In his response to Oesten Dahl's remarks, David Pesetsky asks "In what
way are the results [from grammaticalization studies] incompatible
with `the Chomskyan paradigm'?"
 
No doubt it is unwise of me to try to put words into Dahl's mouth, and
I hope he'll be replying himself.  But I might venture a couple of
comments.
 
First of all, Dahl does not in fact claim that these results are
"incompatible with" the Chomskyan paradigm.  He merely declares (or
rather presupposes) that these results are difficult to fit into the
Chomskyan paradigm, which is not quite the same thing.
 
Now, what I *think* the point Dahl may be making here is one which has
been made on other occasions by other linguists.  The study of
grammaticalization has seemingly revealed powerful regularities in the
way speakers use languages, and, at the very least, the Chomskyan
approach simply has nothing to say about these regularities.
Moreover, it appears difficult to conceive of how a Chomskyan approach
could ever have anything interesting to say about them, since the very
concepts and categories required to characterize these regularities
(or at least many of them) do not exist in Chomskyan linguistics.
 
Other students of grammaticalization have in fact gone rather further
than Dahl in drawing attention to the perceived inadequacies of the
Chomskyan approach in addressing their findings.  The most explicit
such statement known to me is that by Paul Hopper and Elizabeth
Traugott in their well-known textbook (pp. 33-38), though similar
remarks can be found elsewhere.  The difficulty that Hopper and
Traugott draw attention to is the typical Chomskyan position of
maintaining that a speaker possesses a more-or-less well-defined
grammar of her language, and hence (as argued at great length by David
Lightfoot) that language change must be interpreted as grammar change.

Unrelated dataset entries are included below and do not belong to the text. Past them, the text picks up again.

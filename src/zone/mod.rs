//! Zone file body handling: chunk-to-line decoding and record parsing

pub mod decoder;
pub mod parser;

pub use decoder::{Compression, LineDecoder, decode_lines};
pub use parser::{ZoneLineParser, parse_line};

That is, in language change, one form, rule, or parameter setting is
simply replaced by another.
 
Now more than thirty years of the study of language change has
demonstrated quite conclusively, I think, that language change is not
like this.  Instead, it is frequently gradual in every conceivable
respect: temporally gradual, individually gradual, socially gradual,
and, above all, lexically gradual.  In grammaticalization, as
elsewhere, an innovating form typically exists side-by-side with an
older one for quite some time, often over generations; it may be
confined at first to occurring in very narrow circumstances, and be
extended only piecemeal to other circumstances.  And such observations
are deeply in conflict with the Chomskyan position.
 
This last, of course, is not the point Dahl is making, but it's also a
substantial point.  But both points are problematic for a Chomskyan
view: grammaticalization (like other types of language change)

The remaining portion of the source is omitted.